- [DATA FOR THE TASK]

┄┄┄┄┄┄┄┄┄┄┄┄┄┄┄┄┄┄┄┄

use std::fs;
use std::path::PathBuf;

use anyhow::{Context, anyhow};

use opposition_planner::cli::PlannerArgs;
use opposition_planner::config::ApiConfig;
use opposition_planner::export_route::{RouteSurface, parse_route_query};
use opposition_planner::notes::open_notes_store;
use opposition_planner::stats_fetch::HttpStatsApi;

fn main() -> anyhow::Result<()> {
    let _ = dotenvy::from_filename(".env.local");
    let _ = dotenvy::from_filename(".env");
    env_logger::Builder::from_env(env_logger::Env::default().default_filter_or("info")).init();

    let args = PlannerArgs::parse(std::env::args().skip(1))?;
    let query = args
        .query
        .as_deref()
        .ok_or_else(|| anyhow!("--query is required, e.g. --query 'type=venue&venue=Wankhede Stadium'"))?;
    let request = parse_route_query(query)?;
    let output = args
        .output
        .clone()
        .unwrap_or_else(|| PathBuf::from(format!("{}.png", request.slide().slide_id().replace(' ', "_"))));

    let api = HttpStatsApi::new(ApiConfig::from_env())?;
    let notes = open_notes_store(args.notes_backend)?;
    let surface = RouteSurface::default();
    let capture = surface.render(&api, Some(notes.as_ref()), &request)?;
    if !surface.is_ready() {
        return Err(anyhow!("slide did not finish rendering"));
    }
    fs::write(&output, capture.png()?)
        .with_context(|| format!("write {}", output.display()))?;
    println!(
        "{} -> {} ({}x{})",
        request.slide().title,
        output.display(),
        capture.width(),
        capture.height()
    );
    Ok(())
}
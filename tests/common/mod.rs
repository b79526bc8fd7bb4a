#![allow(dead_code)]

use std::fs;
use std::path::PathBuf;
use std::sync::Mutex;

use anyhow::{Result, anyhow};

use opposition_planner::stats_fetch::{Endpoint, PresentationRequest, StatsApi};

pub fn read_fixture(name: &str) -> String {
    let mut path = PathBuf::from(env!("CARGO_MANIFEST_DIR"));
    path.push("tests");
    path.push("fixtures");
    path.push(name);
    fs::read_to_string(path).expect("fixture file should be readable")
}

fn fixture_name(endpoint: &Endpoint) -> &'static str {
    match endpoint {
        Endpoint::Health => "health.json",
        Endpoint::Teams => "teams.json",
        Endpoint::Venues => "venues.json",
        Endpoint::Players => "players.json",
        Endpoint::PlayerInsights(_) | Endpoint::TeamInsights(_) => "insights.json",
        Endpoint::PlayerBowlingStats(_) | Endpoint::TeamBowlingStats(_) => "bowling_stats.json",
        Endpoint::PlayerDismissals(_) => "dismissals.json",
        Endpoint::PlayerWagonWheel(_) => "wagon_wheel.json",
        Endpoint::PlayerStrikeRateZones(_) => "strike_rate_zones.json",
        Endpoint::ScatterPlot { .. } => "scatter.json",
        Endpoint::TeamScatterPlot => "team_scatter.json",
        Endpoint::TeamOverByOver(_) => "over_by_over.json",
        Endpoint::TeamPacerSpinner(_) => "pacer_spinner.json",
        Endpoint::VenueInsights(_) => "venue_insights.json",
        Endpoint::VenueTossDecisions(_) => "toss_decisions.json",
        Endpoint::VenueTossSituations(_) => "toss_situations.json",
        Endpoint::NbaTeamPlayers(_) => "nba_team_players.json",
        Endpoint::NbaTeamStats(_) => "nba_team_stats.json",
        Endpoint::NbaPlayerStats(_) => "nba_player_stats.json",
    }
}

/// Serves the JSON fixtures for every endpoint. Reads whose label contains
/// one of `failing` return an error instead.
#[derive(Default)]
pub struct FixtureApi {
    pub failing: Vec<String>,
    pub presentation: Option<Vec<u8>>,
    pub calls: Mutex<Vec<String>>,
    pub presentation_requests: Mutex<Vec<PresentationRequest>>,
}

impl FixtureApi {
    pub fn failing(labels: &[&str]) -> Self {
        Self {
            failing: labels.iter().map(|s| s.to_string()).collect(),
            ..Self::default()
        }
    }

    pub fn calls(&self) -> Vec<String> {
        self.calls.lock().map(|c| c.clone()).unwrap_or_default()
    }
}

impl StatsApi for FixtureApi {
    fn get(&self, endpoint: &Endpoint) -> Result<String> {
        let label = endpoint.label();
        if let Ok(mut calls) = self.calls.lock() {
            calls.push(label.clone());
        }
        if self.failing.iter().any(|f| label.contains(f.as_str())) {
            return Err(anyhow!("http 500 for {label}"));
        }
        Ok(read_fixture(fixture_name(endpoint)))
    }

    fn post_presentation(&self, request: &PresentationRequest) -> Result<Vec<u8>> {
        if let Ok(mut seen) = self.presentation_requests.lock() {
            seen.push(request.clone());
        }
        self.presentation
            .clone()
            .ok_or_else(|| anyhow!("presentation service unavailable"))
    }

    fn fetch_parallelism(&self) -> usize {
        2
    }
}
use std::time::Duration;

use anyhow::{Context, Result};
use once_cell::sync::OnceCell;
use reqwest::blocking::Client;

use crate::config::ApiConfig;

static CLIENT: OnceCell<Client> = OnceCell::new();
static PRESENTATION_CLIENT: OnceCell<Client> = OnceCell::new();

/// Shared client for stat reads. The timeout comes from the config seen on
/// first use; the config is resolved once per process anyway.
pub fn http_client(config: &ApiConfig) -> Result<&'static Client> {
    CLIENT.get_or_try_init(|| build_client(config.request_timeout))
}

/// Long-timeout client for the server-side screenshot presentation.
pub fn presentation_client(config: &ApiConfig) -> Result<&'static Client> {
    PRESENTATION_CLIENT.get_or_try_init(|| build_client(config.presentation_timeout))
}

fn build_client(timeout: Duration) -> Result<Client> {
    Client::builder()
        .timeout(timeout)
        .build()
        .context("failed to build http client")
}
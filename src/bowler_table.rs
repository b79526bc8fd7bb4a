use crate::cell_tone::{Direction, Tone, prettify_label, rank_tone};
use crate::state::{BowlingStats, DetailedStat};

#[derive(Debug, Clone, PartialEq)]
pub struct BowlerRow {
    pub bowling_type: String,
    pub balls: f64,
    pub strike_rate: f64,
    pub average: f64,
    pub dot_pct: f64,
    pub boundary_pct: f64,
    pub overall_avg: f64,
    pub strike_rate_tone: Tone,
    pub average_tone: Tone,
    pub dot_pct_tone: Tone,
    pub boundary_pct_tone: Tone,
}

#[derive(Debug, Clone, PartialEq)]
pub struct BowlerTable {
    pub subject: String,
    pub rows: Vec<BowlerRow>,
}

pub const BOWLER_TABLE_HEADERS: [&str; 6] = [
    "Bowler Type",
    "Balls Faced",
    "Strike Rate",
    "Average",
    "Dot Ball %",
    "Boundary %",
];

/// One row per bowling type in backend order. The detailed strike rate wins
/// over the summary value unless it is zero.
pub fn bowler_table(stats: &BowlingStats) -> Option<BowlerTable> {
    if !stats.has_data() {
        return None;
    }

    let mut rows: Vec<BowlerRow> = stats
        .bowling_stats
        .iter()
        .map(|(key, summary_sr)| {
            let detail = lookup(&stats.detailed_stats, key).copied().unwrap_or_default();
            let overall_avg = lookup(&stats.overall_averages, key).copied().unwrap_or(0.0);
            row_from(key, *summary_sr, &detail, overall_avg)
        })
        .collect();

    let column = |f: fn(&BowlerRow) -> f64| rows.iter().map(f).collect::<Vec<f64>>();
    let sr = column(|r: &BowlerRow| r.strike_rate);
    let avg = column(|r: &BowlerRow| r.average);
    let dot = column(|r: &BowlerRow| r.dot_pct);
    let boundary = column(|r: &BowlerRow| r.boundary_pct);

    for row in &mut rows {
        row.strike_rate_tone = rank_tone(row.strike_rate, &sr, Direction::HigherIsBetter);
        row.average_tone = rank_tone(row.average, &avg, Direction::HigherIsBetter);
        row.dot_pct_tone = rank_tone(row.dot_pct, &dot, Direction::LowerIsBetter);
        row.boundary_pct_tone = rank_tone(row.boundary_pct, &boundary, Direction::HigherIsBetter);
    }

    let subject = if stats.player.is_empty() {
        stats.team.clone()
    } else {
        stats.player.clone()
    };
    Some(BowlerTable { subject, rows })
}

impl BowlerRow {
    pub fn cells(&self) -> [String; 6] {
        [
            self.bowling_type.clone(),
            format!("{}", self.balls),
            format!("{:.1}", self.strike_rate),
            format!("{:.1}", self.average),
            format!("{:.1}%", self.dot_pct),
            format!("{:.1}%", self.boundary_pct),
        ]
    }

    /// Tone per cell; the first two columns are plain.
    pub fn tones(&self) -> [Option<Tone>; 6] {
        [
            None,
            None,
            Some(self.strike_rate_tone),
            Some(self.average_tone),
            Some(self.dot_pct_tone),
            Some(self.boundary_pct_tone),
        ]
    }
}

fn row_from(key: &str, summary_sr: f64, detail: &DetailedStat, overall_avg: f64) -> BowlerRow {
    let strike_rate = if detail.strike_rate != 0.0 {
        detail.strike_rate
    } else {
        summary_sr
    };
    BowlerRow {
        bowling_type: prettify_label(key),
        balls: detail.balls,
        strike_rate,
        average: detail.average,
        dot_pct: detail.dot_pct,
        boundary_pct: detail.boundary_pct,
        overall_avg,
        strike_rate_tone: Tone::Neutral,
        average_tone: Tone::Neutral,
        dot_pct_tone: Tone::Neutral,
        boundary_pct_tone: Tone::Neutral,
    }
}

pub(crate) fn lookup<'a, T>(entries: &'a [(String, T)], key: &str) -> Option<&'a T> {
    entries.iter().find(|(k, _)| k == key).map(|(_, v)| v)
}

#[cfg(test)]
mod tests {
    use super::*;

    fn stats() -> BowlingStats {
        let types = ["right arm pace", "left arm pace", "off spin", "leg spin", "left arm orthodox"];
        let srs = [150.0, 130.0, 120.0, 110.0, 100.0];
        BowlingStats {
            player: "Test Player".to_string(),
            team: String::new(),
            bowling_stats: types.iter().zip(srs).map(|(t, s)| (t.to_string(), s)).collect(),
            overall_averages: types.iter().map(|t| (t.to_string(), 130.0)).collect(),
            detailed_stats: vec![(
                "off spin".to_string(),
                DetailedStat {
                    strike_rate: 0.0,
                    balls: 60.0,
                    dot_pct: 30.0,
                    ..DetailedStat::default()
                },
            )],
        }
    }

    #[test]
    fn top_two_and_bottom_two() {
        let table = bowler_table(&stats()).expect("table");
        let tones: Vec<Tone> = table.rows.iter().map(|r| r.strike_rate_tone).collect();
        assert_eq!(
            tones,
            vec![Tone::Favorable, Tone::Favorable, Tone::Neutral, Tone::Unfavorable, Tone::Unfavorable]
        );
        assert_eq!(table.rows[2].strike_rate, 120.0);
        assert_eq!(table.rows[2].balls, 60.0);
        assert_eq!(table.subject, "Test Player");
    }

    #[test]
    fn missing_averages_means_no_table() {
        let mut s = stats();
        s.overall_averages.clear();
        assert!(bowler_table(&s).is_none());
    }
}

┄┄┄┄┄┄┄┄┄┄┄┄┄┄┄┄┄┄┄┄

- [WORK INSTRUCTION] Set down, from the entries above, exactly the lines from the one with "static CLIENT: OnceCell<Client>" up to and including the one with "Client::builder()", and no other lines.

- [EXERCISE RESPONSE]
static CLIENT: OnceCell<Client> = OnceCell::new();
static PRESENTATION_CLIENT: OnceCell<Client> = OnceCell::new();

/// Shared client for stat reads. The timeout comes from the config seen on
/// first use; the config is resolved once per process anyway.
pub fn http_client(config: &ApiConfig) -> Result<&'static Client> {
    CLIENT.get_or_try_init(|| build_client(config.request_timeout))
}

/// Long-timeout client for the server-side screenshot presentation.
pub fn presentation_client(config: &ApiConfig) -> Result<&'static Client> {
    PRESENTATION_CLIENT.get_or_try_init(|| build_client(config.presentation_timeout))
}

fn build_client(timeout: Duration) -> Result<Client> {
    Client::builder()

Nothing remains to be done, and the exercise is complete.